We have a bad smell loose in the truck and I can’t find the origin of it. To people who have never lived in a truck before, this probably sounds ridiculous, but to those of us who reside in close quarters for extended periods of time it poses a problem, and unsolved problems become “things,” and “things” are never good.

It always starts out the same – I noticed something that’s a little “off” whenever I crawled back into the truck after a break.

“What’s that smell?”

“Is this a new game, or do you really smell something?”

“No, I really smell something. It’s…I don’t know, it smells…bad.”

“Bad as in ‘naughty’ or bad as in ‘fuzzy rotten’?”
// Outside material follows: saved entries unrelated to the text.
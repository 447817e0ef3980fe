mod scheduler;

pub use scheduler::ReminderScheduler;
use anyhow::{anyhow, Result};
use diesel_async::pooled_connection::deadpool::{Object, Pool};
use diesel_async::pooled_connection::AsyncDieselConnectionManager;
use diesel_async::AsyncPgConnection;
use std::sync::Arc;
use tokio::time::Duration;

use crate::config::DatabaseConfig;

pub type DbPool = Pool<AsyncPgConnection>;
pub type DbConnection = Object<AsyncPgConnection>;

const CONNECT_ATTEMPTS: u32 = 5;
const CONNECT_TIMEOUT: Duration = Duration::from_secs(15);

/// Builds the claims database pool and checks out one connection before returning,
/// backing off 1s, 2s, 4s, 8s between attempts.
pub async fn create_pool(config: &DatabaseConfig) -> Result<Arc<DbPool>> {
    tracing::info!("Setting up claims database pool ({})", mask_database_url(&config.url));

    let manager = AsyncDieselConnectionManager::<AsyncPgConnection>::new(&config.url);
    let pool = Pool::builder(manager)
        .max_size(config.max_connections as usize)
        .build()
        .map_err(|e| anyhow!("Failed to create connection pool: {}", e))?;

    let mut last_error = anyhow!("No connection attempt was made");
    for attempt in 1..=CONNECT_ATTEMPTS {
        match tokio::time::timeout(CONNECT_TIMEOUT, pool.get()).await {
            Ok(Ok(_conn)) => {
                tracing::info!("Claims database reachable after {} attempt(s)", attempt);
                return Ok(Arc::new(pool));
            }
            Ok(Err(e)) => {
                tracing::warn!("Database connection attempt {}/{} failed: {}", attempt, CONNECT_ATTEMPTS, e);
                last_error = anyhow!("Database connection failed: {}", e);
            }
            Err(_) => {
                tracing::warn!("Database connection attempt {}/{} timed out", attempt, CONNECT_ATTEMPTS);
                last_error = anyhow!("Database connection timed out");
            }
        }

        if attempt < CONNECT_ATTEMPTS {
            tokio::time::sleep(Duration::from_secs(2_u64.pow(attempt - 1))).await;
        }
    }

    tracing::error!("Giving up on the claims database after {} attempts", CONNECT_ATTEMPTS);
    Err(last_error)
}

pub(crate) fn mask_database_url(url: &str) -> String {
    let Some(at_pos) = url.rfind('@') else {
        return "Invalid URL format".to_string();
    };
    let (credentials, host) = url.split_at(at_pos);
    match credentials.rfind(':') {
        Some(colon_pos) if colon_pos > "postgres:".len() => {
            format!("{}:****{}", &credentials[..colon_pos], host)
        }
        _ => format!("postgres://****{}", host),
    }
}
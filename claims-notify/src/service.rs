use chrono::{DateTime, FixedOffset, Utc};
use claims_core::types::{NewNotification, NotificationType, User};
use claims_core::{ClaimsContext, Stores};
use claims_delivery::Dispatcher;
use serde::Serialize;
use std::sync::Arc;

use crate::templates::{Rendered, Templates};

pub type Clock = Arc<dyn Fn() -> DateTime<Utc> + Send + Sync>;

/// Records in-app notifications and hands email/SMS delivery to the dispatcher.
///
/// Cheap to clone; the scheduler and the HTTP layer each hold their own copy.
/// No mutable state lives here, so concurrent scans only share the stores.
#[derive(Clone)]
pub struct NotificationService {
    pub(crate) stores: Stores,
    pub(crate) dispatcher: Dispatcher,
    pub(crate) templates: Templates,
    pub(crate) offset: FixedOffset,
    clock: Clock,
}

/// Outcome of delivering one rendered notification to a recipient set.
#[derive(Debug, Clone, Copy, Default, PartialEq, Eq, Serialize)]
pub struct FanOutSummary {
    pub recorded: usize,
    /// Recipients whose notification record could not be written.
    pub failed: usize,
    pub emails_dispatched: usize,
    pub sms_dispatched: usize,
}

impl NotificationService {
    pub fn new(stores: Stores, dispatcher: Dispatcher, templates: Templates, offset: FixedOffset) -> Self {
        Self {
            stores,
            dispatcher,
            templates,
            offset,
            clock: Arc::new(Utc::now),
        }
    }

    pub fn from_context(ctx: &ClaimsContext, dispatcher: Dispatcher) -> Self {
        let offset = ctx.config.reminders.reference_offset();
        let templates = Templates::new(ctx.config.reminders.frontend_url.clone(), offset);
        Self::new(ctx.stores(), dispatcher, templates, offset)
    }

    /// Replaces the wall clock used for scans and record timestamps.
    pub fn with_clock(mut self, clock: Clock) -> Self {
        self.clock = clock;
        self
    }

    pub(crate) fn now(&self) -> DateTime<Utc> {
        (self.clock)()
    }

    /// Persists one notification per recipient, then dispatches email and, for
    /// recipients with a phone number, SMS. Delivery is never awaited.
    ///
    /// Recipients are independent: a failed insert is logged and counted, and
    /// that recipient's email and SMS are still dispatched.
    pub(crate) async fn fan_out(
        &self,
        recipients: &[User],
        report_id: &str,
        kind: NotificationType,
        rendered: &Rendered,
        created_at: DateTime<Utc>,
    ) -> FanOutSummary {
        let outbound = Arc::new(rendered.outbound());
        let mut summary = FanOutSummary::default();

        for recipient in recipients {
            let inserted = self
                .stores
                .notifications
                .insert(NewNotification {
                    user_id: recipient.id.clone(),
                    damage_report_id: Some(report_id.to_string()),
                    notification_type: kind,
                    title: rendered.title.clone(),
                    message: rendered.message.clone(),
                    created_at,
                    scheduled_for: None,
                })
                .await;
            match inserted {
                Ok(_) => summary.recorded += 1,
                Err(e) => {
                    tracing::error!(
                        "Error recording {} notification for user {} on report {}: {}",
                        kind,
                        recipient.id,
                        report_id,
                        e
                    );
                    summary.failed += 1;
                }
            }

            if self.dispatcher.dispatch_email(&recipient.email, &outbound).is_some() {
                summary.emails_dispatched += 1;
            }

            if let Some(phone) = recipient.phone.as_deref() {
                if self.dispatcher.dispatch_sms(phone, &outbound).is_some() {
                    summary.sms_dispatched += 1;
                }
            }
        }

        tracing::debug!(
            "Recorded {} {} notifications for report {} ({} failed)",
            summary.recorded,
            kind,
            report_id,
            summary.failed
        );

        summary
    }
}
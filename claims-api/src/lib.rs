mod handlers;
mod server;

pub use server::{router, run, AppState};
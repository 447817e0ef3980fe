use diesel::{allow_tables_to_appear_in_same_query, joinable, table};

table! {
    users (id) {
        id -> Text,
        name -> Text,
        email -> Text,
        phone -> Nullable<Text>,
        role -> Text,
        is_active -> Bool,
    }
}

table! {
    damage_reports (id) {
        id -> Text,
        property_name -> Text,
        property_address -> Nullable<Text>,
        damage_type -> Nullable<Text>,
        description -> Nullable<Text>,
        damage_date -> Timestamptz,
        checkout_date -> Nullable<Timestamptz>,
        airbnb_deadline -> Nullable<Timestamptz>,
        proof_deadline -> Nullable<Timestamptz>,
        submitted_to_airbnb -> Bool,
        status -> Text,
        reported_by_id -> Text,
        created_at -> Timestamptz,
    }
}

table! {
    damage_items (id) {
        id -> Text,
        damage_report_id -> Text,
        item_name -> Text,
        created_at -> Timestamptz,
    }
}

table! {
    notifications (id) {
        id -> Text,
        user_id -> Text,
        damage_report_id -> Nullable<Text>,
        notification_type -> Text,
        title -> Text,
        message -> Text,
        is_read -> Bool,
        created_at -> Timestamptz,
        scheduled_for -> Nullable<Timestamptz>,
    }
}

joinable!(damage_reports -> users (reported_by_id));
joinable!(damage_items -> damage_reports (damage_report_id));
joinable!(notifications -> users (user_id));

allow_tables_to_appear_in_same_query!(
    users,
    damage_reports,
    damage_items,
    notifications,
);
use anyhow::{Result, anyhow};
use async_trait::async_trait;
use claims_core::config::{DeliveryConfig, DEFAULT_RESEND_API_URL};
use serde::{Deserialize, Serialize};

use crate::channel::{DeliveryChannel, OutboundMessage};

#[derive(Debug, Serialize)]
struct ResendEmailRequest<'a> {
    from: &'a str,
    to: Vec<&'a str>,
    subject: &'a str,
    html: String,
    #[serde(skip_serializing_if = "Option::is_none")]
    text: Option<&'a str>,
}

#[derive(Debug, Deserialize)]
struct ResendEmailResponse {
    id: String,
}

struct ResendAccount {
    client: reqwest::Client,
    api_key: String,
    from_email: String,
    api_url: String,
}

/// Email delivery through the Resend HTTP API.
pub struct EmailDelivery {
    account: Option<ResendAccount>,
}

impl EmailDelivery {
    pub fn new(config: &DeliveryConfig) -> Result<Self> {
        if !config.email_enabled() {
            tracing::warn!("Email delivery disabled (missing Resend configuration)");
            return Ok(Self { account: None });
        }

        let (Some(api_key), Some(from_email)) =
            (&config.resend_api_key, &config.resend_from_email)
        else {
            return Ok(Self { account: None });
        };

        let client = reqwest::Client::builder()
            .timeout(config.email_timeout())
            .build()
            .map_err(|e| anyhow!("Failed to create HTTP client: {}", e))?;

        tracing::info!("Resend email delivery enabled (from {})", from_email);
        Ok(Self {
            account: Some(ResendAccount {
                client,
                api_key: api_key.clone(),
                from_email: from_email.clone(),
                api_url: config
                    .resend_api_url
                    .clone()
                    .unwrap_or_else(|| DEFAULT_RESEND_API_URL.to_string()),
            }),
        })
    }
}

#[async_trait]
impl DeliveryChannel for EmailDelivery {
    fn name(&self) -> &'static str {
        "email"
    }

    fn is_configured(&self) -> bool {
        self.account.is_some()
    }

    async fn send(&self, to: &str, message: &OutboundMessage) -> Result<()> {
        let Some(account) = &self.account else {
            tracing::debug!("Email not configured, skipping email notification");
            return Ok(());
        };

        let request = ResendEmailRequest {
            from: &account.from_email,
            to: vec![to],
            subject: &message.subject,
            html: wrap_html(&message.html),
            text: Some(&message.text),
        };

        let response = account
            .client
            .post(&account.api_url)
            .bearer_auth(&account.api_key)
            .json(&request)
            .send()
            .await
            .map_err(|e| anyhow!("Failed to send HTTP request to Resend: {}", e))?;

        let status = response.status();
        if !status.is_success() {
            let error_text = response
                .text()
                .await
                .unwrap_or_else(|_| "Unknown error".to_string());
            return Err(anyhow!(
                "Resend API returned error status {}: {}",
                status,
                error_text
            ));
        }

        let sent: ResendEmailResponse = response
            .json()
            .await
            .map_err(|e| anyhow!("Failed to parse Resend API response: {}", e))?;

        tracing::info!("Email sent to {}: {} (email_id: {})", to, message.subject, sent.id);
        Ok(())
    }
}

fn wrap_html(body: &str) -> String {
    format!(
        r#"<!DOCTYPE html>
<html>
<head>
    <meta charset="UTF-8">
    <meta name="viewport" content="width=device-width, initial-scale=1.0">
</head>
<body style="font-family: -apple-system, BlinkMacSystemFont, 'Segoe UI', Roboto, Arial, sans-serif; line-height: 1.6; color: #333; max-width: 600px; margin: 0 auto; padding: 20px;">
{}
    <p style="font-size: 14px; color: #6c757d; margin-top: 20px;">
        This is an automated notification from the damage claims tracker.
    </p>
</body>
</html>"#,
        body
    )
}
“Gross. Do you smell something that’s fuzzy rotten?”

“No. I don’t smell anything, I’m just trying to make it seem like I’m as concerned as you are about a smell.”

This response gets an extended eye roll from me and we travel on, and I notice the smell less and less as the miles go by. We stop again that night, and get out for a meal and showers. This time, my freshly clean nostrils definitely pick up an offending smell when the truck door is opened for me to get in again.
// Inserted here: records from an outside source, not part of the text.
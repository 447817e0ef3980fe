use async_trait::async_trait;

/// Rendered content for one recipient. Each channel picks the parts it can carry:
/// email sends `subject` + `html`, SMS sends `text`.
#[derive(Debug, Clone, PartialEq, Eq)]
pub struct OutboundMessage {
    pub subject: String,
    pub html: String,
    pub text: String,
}

/// A delivery transport such as email or SMS.
///
/// `send` may fail; callers go through [`crate::Dispatcher`], which runs it in the
/// background and swallows the outcome.
#[async_trait]
pub trait DeliveryChannel: Send + Sync {
    fn name(&self) -> &'static str;

    /// `false` when credentials are absent; dispatching to an unconfigured
    /// channel is a silent no-op.
    fn is_configured(&self) -> bool;

    async fn send(&self, target: &str, message: &OutboundMessage) -> anyhow::Result<()>;
}
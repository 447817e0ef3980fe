pub mod config;
pub mod context;
pub mod db;
pub mod inbox;
pub mod schema;
pub mod store;
pub mod types;

pub use config::Config;
pub use context::ClaimsContext;
pub use db::DbPool;
pub use store::{NotificationStore, PgStore, ReportStore, Stores, UserStore};
pub use types::{
    DamageReport, NewNotification, Notification, NotificationType, ReportError, ReportRecord,
    ReportStatus, Role, User,
};
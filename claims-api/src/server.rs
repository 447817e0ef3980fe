use anyhow::Result;
use axum::{
    extract::Extension,
    routing::{get, post, put},
    Router,
};
use claims_core::config::ServerConfig;
use claims_core::{ClaimsContext, DbPool};
use claims_notify::NotificationService;
use std::env;
use std::sync::Arc;
use tower::ServiceBuilder;
use tower_http::cors::{Any, CorsLayer};
use tower_http::trace::TraceLayer;

use crate::handlers;

/// Shared handler state: the inbox pool and the notification service.
#[derive(Clone)]
pub struct AppState {
    pub db_pool: Arc<DbPool>,
    pub notifier: NotificationService,
}

impl AppState {
    pub fn new(ctx: &ClaimsContext, notifier: NotificationService) -> Self {
        Self {
            db_pool: ctx.db_pool.clone(),
            notifier,
        }
    }
}

fn cors_layer() -> CorsLayer {
    match env::var("CORS_ORIGINS") {
        Ok(origins) => {
            let mut cors = CorsLayer::new();
            for origin in origins.split(',').map(str::trim).filter(|o| !o.is_empty()) {
                match origin.parse::<axum::http::HeaderValue>() {
                    Ok(parsed) => cors = cors.allow_origin(parsed),
                    Err(_) => tracing::warn!("Ignoring invalid CORS origin {:?}", origin),
                }
            }
            cors.allow_methods(Any).allow_headers(Any)
        }
        Err(_) => {
            tracing::warn!("CORS_ORIGINS not set, using permissive CORS. Set CORS_ORIGINS for production!");
            CorsLayer::permissive()
        }
    }
}

pub fn router(state: AppState) -> Router {
    Router::new()
        .route("/health", get(handlers::health))
        .route("/api/test/reminders", post(handlers::trigger_reminders))
        .route("/api/internal/damages/:id/created", post(handlers::damage_report_created))
        .route("/api/internal/damages/:id/status", post(handlers::damage_status_changed))
        .route("/api/notifications", get(handlers::list_notifications))
        .route("/api/notifications/unread-count", get(handlers::unread_count))
        .route("/api/notifications/read-all", put(handlers::mark_all_read))
        .route("/api/notifications/:id/read", put(handlers::mark_read))
        .layer(
            ServiceBuilder::new()
                .layer(TraceLayer::new_for_http())
                .layer(Extension(state))
                .layer(cors_layer()),
        )
}

/// Serves the API until Ctrl-C.
pub async fn run(state: AppState, server: &ServerConfig) -> Result<()> {
    let app = router(state);

    let addr = format!("{}:{}", server.host, server.api_port);
    tracing::info!("Starting API server on {}", addr);

    let listener = tokio::net::TcpListener::bind(&addr).await?;
    axum::serve(listener, app)
        .with_graceful_shutdown(async {
            if let Err(e) = tokio::signal::ctrl_c().await {
                tracing::error!("Failed to listen for shutdown signal: {}", e);
                std::future::pending::<()>().await;
            }
            tracing::info!("Shutdown signal received");
        })
        .await?;

    Ok(())
}
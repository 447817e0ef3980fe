pub mod channel;
pub mod dispatcher;
pub mod email;
pub mod sms;

pub use channel::{DeliveryChannel, OutboundMessage};
pub use dispatcher::Dispatcher;
pub use email::EmailDelivery;
pub use sms::SmsDelivery;
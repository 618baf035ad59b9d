//! Test-only helpers for building an `AppState` without a running Qdrant or
//! embedding provider. `QdrantVectorIndex::connect` is lazy (it only builds
//! a client, never dials out), so handler tests that don't exercise search
//! or ingestion end-to-end can use this directly.
#![cfg(test)]

use std::sync::Arc;

use config::AppConfig;
use memory::{HttpEmbeddingProvider, QdrantVectorIndex};
use storage::{FsContentStore, SqliteRegistry};

use crate::state::{AppState, Pipeline, Search};

pub async fn test_state(configure: impl FnOnce(&mut AppConfig)) -> (AppState, tempfile::TempDir) {
    let mut config = AppConfig::default();
    configure(&mut config);

    let registry = Arc::new(SqliteRegistry::connect("sqlite::memory:").await.unwrap());
    let dir = tempfile::tempdir().unwrap();
    let content = Arc::new(FsContentStore::new(dir.path()));
    let embeddings = Arc::new(HttpEmbeddingProvider::new(&config.embedding));
    let index = Arc::new(QdrantVectorIndex::connect("http://localhost:6334", "test".to_string(), false).unwrap());
    // Zero workers: handler tests only need `enqueue`/`reconcile` to accept
    // work, not for it to actually execute (that's `memory::pipeline`'s own
    // test suite) — a live worker would race the registry mutations these
    // tests assert on against the HTTP provider and Qdrant address below,
    // neither of which is actually running.
    let (pipeline, handles) =
        Pipeline::spawn(content.clone(), registry.clone(), embeddings.clone(), index.clone(), 0, 16, 1);
    let search = Arc::new(Search::new(embeddings.clone(), index.clone(), config.search));

    let state = AppState {
        config: Arc::new(config),
        content,
        registry,
        embeddings,
        index,
        pipeline,
        search,
        worker_handles: tokio::sync::Mutex::new(handles)
    };
    (state, dir)
}
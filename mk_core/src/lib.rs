//! # Media Core
//!
//! Shared types and traits for the media indexing and retrieval engine:
//! the global media id scheme, the media record and vector point shapes,
//! and the trait seams that the content store, registry, embedding client
//! and vector index are built against.

pub mod gmid;
pub mod traits;
pub mod types;

pub use gmid::{Gmid, GmidError};
pub use traits::{ContentStore, EmbeddingProvider, MetadataRegistry, StoredVectors, VectorIndex};
pub use types::{
    IndexState, MediaRecord, MediaType, NamedVector, SearchHit, SearchResponse, VectorPayload,
    PAYLOAD_SCHEMA_VERSION
};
“I can’t believe you don’t smell that.”

“Are we talking about baked pee in the parking lot? Because I definitely smell that.”

“Ugh, no. It’s coming from inside the truck.”

“No way. My truck doesn’t smell like baked pee.”

This is where I ignore him and get on my hands and knees and start smelling every surface on the inside of the cab. It’s amazing how quickly things devolve when you’re sniffing the inside of a truck.

“Hey, while you’re down there…”

“That’s not funny.”

“I was going to say I lost a quarter last week, you should probably look for it.”

“You should probably be quiet while I find this smell. It’s probably one of your gross, dirty socks that escaped from the laundry bag.”

“Woah! Wait a minute. First you tell me my truck smells like pee, then you insult my socks? I’m getting the idea you might think I smell bad. I’m leaving.”

“Where are you going?”

“I’m going inside to see if they have a gas mask available, so the princess can travel in comfort.” “Get some Febreze while you’re at it.”

“Second item on my list. Right after the gas mask.”

Sometimes, you can never be prepared enough on the road.